(WHAT THIS TASK INVOLVES): Among the records below, determine how many lines have the word "single" in them; output only the number.

Dataset entries

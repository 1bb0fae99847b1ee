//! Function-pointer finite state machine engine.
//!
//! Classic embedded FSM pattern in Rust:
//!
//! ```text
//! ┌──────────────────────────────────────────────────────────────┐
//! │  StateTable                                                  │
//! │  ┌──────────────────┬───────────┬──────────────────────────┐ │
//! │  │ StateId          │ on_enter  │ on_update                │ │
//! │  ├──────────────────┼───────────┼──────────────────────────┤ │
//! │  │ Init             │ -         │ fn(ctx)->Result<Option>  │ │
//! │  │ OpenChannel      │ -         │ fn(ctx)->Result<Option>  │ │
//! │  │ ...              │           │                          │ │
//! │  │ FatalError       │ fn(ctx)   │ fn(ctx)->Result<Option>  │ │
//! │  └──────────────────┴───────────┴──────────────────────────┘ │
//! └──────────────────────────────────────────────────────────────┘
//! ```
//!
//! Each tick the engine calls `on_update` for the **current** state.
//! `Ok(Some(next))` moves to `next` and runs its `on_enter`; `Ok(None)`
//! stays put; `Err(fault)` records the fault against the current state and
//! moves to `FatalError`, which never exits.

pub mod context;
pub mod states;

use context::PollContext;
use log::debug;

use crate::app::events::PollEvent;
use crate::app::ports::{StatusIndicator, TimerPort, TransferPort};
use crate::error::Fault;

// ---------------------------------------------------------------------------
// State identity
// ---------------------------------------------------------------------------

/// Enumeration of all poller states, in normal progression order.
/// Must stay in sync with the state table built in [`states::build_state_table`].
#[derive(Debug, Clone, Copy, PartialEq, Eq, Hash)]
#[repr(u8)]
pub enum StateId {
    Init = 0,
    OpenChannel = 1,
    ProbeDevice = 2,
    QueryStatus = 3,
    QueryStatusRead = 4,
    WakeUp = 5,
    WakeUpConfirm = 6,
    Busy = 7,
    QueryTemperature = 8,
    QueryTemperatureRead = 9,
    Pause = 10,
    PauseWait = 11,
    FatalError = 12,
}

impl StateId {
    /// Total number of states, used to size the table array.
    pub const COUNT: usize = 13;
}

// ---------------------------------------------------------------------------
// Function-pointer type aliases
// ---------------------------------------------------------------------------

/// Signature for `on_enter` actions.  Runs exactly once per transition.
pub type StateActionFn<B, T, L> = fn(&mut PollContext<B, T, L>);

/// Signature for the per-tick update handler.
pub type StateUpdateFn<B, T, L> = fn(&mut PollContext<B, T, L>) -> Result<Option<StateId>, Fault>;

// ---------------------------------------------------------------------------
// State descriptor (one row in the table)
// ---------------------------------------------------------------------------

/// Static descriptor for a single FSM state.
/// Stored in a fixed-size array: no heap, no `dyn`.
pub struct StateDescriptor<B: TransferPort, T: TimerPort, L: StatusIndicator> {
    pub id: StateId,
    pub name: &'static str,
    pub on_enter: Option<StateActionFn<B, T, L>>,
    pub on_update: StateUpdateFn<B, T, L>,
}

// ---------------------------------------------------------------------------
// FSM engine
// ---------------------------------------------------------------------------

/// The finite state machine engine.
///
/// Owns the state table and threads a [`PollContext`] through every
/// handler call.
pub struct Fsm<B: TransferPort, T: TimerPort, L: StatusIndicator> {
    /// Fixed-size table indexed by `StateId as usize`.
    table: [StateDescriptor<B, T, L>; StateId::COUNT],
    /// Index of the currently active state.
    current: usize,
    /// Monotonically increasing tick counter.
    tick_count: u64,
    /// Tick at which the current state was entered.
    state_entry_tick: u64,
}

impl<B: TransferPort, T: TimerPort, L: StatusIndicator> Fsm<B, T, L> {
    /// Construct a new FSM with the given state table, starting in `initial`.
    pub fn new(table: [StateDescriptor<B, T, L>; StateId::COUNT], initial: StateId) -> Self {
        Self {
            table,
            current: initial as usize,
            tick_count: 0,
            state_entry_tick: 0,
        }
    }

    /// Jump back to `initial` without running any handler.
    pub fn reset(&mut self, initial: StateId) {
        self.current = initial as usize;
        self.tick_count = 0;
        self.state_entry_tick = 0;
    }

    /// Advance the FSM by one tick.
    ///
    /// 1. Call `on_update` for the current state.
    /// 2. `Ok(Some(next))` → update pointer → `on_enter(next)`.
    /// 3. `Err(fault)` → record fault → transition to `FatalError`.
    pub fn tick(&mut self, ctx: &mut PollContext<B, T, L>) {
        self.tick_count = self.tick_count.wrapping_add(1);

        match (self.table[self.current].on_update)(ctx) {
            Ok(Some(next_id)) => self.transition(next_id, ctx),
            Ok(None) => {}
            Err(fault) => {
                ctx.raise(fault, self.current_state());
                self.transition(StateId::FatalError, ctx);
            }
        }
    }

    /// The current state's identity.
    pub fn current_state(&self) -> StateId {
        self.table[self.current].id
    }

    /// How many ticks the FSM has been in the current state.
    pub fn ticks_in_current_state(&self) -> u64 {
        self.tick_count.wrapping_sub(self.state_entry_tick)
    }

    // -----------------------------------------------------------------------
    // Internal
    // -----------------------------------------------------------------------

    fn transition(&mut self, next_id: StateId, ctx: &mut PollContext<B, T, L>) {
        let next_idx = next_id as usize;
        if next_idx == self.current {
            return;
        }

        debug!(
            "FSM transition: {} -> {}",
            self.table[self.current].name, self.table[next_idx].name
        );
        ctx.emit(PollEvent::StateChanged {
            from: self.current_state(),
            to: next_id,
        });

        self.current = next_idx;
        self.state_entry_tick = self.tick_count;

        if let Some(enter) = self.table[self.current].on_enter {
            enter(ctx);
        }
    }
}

==

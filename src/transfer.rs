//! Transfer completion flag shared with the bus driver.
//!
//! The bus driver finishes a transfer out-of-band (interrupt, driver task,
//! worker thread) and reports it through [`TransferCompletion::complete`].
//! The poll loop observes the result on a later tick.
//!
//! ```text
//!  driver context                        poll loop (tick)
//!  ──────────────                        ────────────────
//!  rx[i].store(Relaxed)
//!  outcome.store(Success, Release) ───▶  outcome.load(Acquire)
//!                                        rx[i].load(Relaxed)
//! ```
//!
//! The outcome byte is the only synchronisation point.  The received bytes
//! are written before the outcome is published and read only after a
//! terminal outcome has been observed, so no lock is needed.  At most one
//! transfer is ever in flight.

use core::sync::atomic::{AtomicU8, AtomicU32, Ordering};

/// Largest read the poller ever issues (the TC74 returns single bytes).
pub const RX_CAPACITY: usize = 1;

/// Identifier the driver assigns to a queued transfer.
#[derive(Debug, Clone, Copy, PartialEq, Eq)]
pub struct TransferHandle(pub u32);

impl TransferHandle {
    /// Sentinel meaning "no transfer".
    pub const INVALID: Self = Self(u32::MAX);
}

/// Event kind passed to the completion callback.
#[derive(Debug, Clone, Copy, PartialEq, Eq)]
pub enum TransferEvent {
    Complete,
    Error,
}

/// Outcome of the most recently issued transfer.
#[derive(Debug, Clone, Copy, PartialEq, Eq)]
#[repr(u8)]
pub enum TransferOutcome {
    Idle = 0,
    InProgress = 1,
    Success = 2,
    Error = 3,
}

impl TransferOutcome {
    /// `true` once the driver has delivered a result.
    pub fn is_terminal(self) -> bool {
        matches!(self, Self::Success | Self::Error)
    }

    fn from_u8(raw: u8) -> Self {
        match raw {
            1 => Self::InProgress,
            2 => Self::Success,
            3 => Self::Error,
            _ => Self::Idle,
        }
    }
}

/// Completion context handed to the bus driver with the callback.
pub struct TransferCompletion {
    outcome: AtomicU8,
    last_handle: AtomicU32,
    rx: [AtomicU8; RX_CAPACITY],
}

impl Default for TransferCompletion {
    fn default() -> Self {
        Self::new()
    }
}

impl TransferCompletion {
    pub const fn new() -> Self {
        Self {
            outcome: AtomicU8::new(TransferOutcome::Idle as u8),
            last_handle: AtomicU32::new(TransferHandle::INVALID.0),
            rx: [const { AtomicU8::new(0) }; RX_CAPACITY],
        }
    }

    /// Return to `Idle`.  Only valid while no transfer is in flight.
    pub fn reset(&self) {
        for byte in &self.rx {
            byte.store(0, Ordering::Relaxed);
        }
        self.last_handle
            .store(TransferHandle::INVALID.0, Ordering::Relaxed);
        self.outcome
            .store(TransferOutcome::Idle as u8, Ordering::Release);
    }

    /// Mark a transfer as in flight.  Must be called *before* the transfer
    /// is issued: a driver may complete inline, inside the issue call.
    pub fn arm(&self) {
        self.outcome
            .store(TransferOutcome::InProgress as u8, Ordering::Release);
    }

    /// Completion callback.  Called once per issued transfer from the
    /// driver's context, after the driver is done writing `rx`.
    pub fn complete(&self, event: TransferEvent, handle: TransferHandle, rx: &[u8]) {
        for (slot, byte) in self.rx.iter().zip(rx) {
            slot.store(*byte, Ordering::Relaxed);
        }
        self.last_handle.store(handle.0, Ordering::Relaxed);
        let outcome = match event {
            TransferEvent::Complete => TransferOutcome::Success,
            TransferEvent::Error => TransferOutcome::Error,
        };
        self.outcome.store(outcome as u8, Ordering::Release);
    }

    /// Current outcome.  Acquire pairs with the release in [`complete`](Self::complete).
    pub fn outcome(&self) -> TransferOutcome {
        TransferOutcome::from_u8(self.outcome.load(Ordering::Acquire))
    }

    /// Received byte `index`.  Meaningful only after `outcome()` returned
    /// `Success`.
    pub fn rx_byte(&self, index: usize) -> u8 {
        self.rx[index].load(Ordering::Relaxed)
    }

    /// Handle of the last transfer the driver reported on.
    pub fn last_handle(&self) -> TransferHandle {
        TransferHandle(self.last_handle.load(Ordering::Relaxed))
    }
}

(RESULT BELOW): 2